Since then we have a great high priest who has passed through the heavens, Jesus, the Son of God, let us hold fast our confession. For we do not have a high priest who is unable to sympathize with our weaknesses, but one who in every respect has been tempted as we are, yet without sin. Let us then with confidence draw near to the throne of grace, that we may receive mercy and find grace to help in time of need.


If you are now ready to press on in your prayer journey, trusting God fully as your Heavenly Father, then let us boldly go on and draw near to God, learning next to “hallow” His “name”. But first, I’d like to make a few suggestions on prayer in general.


  1. Things you will need

a)    Bible

b)   Song book

c)    Pencil and paper


  1. Choose a decent space fit for the occasion, if it can be managed

a)    Familiar place

b)   Private, so that you can comfortably converse with God

c)    Quiet, so you can be still and hear


  1. Posture

a)    position of reverence

b)   comfortable enough so its not distracting to your mind


  1. Silence

a)    rather than starting by talking, be quiet for a period

b)   push all distractions from your mind

c)    turn off your phone

d)   Use the pad and pencil to jot down stray thoughts that come to mind that might consume your time of silence


Now that you are in a quiet, private setting, sitting or kneeling in a posture demonstrating your reverence for God, with our phone off, and your Bible, song book, and pencil and pad before you, let’s get started hallowing the name of God.

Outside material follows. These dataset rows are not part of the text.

pub mod components;
pub mod helpers;
pub mod theme;
pub mod tui;

use ratatui::{
    Frame,
    layout::{Alignment, Constraint, Direction, Layout},
    style::Style,
    widgets::{Block, Borders, Paragraph},
};

use crate::application::app::{App, AppFocus, InputMode};
use crate::ui::components::config_modal::render_config_modal;
use crate::ui::components::entry_form::render_entry_form;
use crate::ui::components::history_panel::render_history;
use crate::ui::theme::palette_from_config;
use crate::utils::parsing::display_date;

pub fn ui(frame: &mut Frame, app: &mut App) {
    let palette = palette_from_config(&app.config);
    frame.render_widget(
        Block::default().style(Style::default().bg(palette.bg).fg(palette.fg)),
        frame.area(),
    );

    // Nothing is editable until the project catalog has arrived.
    if !app.timesheet.is_ready() {
        let text = if app.timesheet.notice.is_empty() {
            "Loading projects...".to_string()
        } else {
            format!("{}\n\no: settings | q: quit", app.timesheet.notice)
        };
        let area = helpers::centered_rect(60, 20, frame.area());
        frame.render_widget(
            Paragraph::new(text)
                .alignment(Alignment::Center)
                .style(Style::default().fg(palette.muted)),
            area,
        );
        if app.input_mode == InputMode::Configuring {
            render_config_modal(frame, app);
        }
        return;
    }

    let layout = Layout::default()
        .direction(Direction::Vertical)
        .constraints([
            Constraint::Length(11),
            Constraint::Min(4),
            Constraint::Length(3),
        ])
        .split(frame.area());

    let form_active = app.focus == AppFocus::Form && app.input_mode == InputMode::Normal;
    let submitting = app.timesheet.is_submitting();
    let date_label = display_date(app.timesheet.form().draft().date);

    render_entry_form(
        frame,
        layout[0],
        app.timesheet.form_mut(),
        &palette,
        form_active,
        submitting,
    );
    render_history(
        frame,
        layout[1],
        app.timesheet.history_mut(),
        &palette,
        app.focus == AppFocus::History,
        &date_label,
    );

    let keys = match app.focus {
        AppFocus::Form => "Tab: field | Enter: next/pick | Ctrl+S: save | Ctrl+U: clear | Esc: entries",
        AppFocus::History => "j/k: move | y: copy to form | r: refresh | o: settings | i: form | q: quit",
    };
    let footer = if app.timesheet.notice.is_empty() {
        keys.to_string()
    } else {
        format!("{keys} | {}", app.timesheet.notice)
    };
    frame.render_widget(
        Paragraph::new(footer)
            .block(Block::default().title("Actions").borders(Borders::ALL))
            .style(Style::default().fg(palette.muted)),
        layout[2],
    );

    if app.input_mode == InputMode::Configuring {
        render_config_modal(frame, app);
    }
}
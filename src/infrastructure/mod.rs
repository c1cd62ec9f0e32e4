pub mod api_client;
pub mod config;
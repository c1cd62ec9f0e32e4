use ratatui::widgets::ListState;

use crate::domain::models::Project;

const MAX_VISIBLE: usize = 20;

/// Searchable project picker. Confirming a row hands the project back to the
/// owner; it never changes the draft on its own.
pub struct ProjectSelector {
    projects: Vec<Project>,
    pub search: String,
    pub filtered_indices: Vec<usize>,
    pub list_state: ListState,
}

impl ProjectSelector {
    pub fn new(projects: Vec<Project>) -> Self {
        let mut selector = Self {
            projects,
            search: String::new(),
            filtered_indices: Vec::new(),
            list_state: ListState::default(),
        };
        selector.update_filter();
        selector
    }

    pub fn set_projects(&mut self, projects: Vec<Project>) {
        self.projects = projects;
        self.update_filter();
    }

    pub fn filtered(&self) -> impl Iterator<Item = &Project> {
        self.filtered_indices
            .iter()
            .filter_map(|&idx| self.projects.get(idx))
    }

    pub fn push_char(&mut self, ch: char) {
        self.search.push(ch);
        self.update_filter();
    }

    pub fn backspace(&mut self) {
        self.search.pop();
        self.update_filter();
    }

    pub fn update_filter(&mut self) {
        let query = self.search.trim().to_lowercase();
        self.filtered_indices = self
            .projects
            .iter()
            .enumerate()
            .filter(|(_, p)| query.is_empty() || p.name.to_lowercase().contains(&query))
            .map(|(i, _)| i)
            .take(MAX_VISIBLE)
            .collect();

        if self.filtered_indices.is_empty() {
            self.list_state.select(None);
        } else {
            self.list_state.select(Some(0));
        }
    }

    pub fn nav_up(&mut self) {
        if let Some(i) = self.list_state.selected() {
            if i > 0 {
                self.list_state.select(Some(i - 1));
            }
        }
    }

    pub fn nav_down(&mut self) {
        if let Some(i) = self.list_state.selected() {
            if i + 1 < self.filtered_indices.len() {
                self.list_state.select(Some(i + 1));
            }
        }
    }

    /// Picks the highlighted row and returns it for the owner to apply.
    pub fn confirm(&mut self) -> Option<Project> {
        let idx = self.list_state.selected()?;
        let project = self.projects.get(*self.filtered_indices.get(idx)?)?.clone();
        self.assign(&project);
        Some(project)
    }

    /// Shows `project` as the current choice without reporting it back.
    pub fn assign(&mut self, project: &Project) {
        self.search = project.name.clone();
        self.filtered_indices.clear();
        self.list_state.select(None);
    }
}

Hallowing God takes Meditation

Choose a Scripture that expounds something about the nature and character of God to meditate on. I find these passages most often in the Psalms, prophets, and at the ends of the New Testament letters. A good way to build a personal archive of Scriptures to meditate on is when you are reading your Bible, or when you are listening to a sermon, and one of these great passages of the Scripture is pointed out to you, underline it, high light it, or jot it down some where.


How do you meditate on passage?

  1. Read it aloud several times slowly, considering it as you read
  2. Then read it several times silently, allowing the key words to lift themselves up to you
  3. Ask your self, What is the Spirit saying to me? Then just listen
  4. Jot down what you hear


Singing is a Great Way to Hallow God’s Name

Here is where privacy can really be key, and by key I mean “off key”. I can’t sing “a lick” as they say here in the south, but because I am in a private place I don’t really care, I can just sing out, and praise the Lord. Get your song book out, choose a few songs that really lift up the name and character of the Lord, and let them fly, sing with joy, sing with abandon, sing with your heart. It should be full, as you just spent the last few minutes considering the greatness of your Heavenly Father and the wonder of His attributes. Guess what? You just “hallowed the name of God”.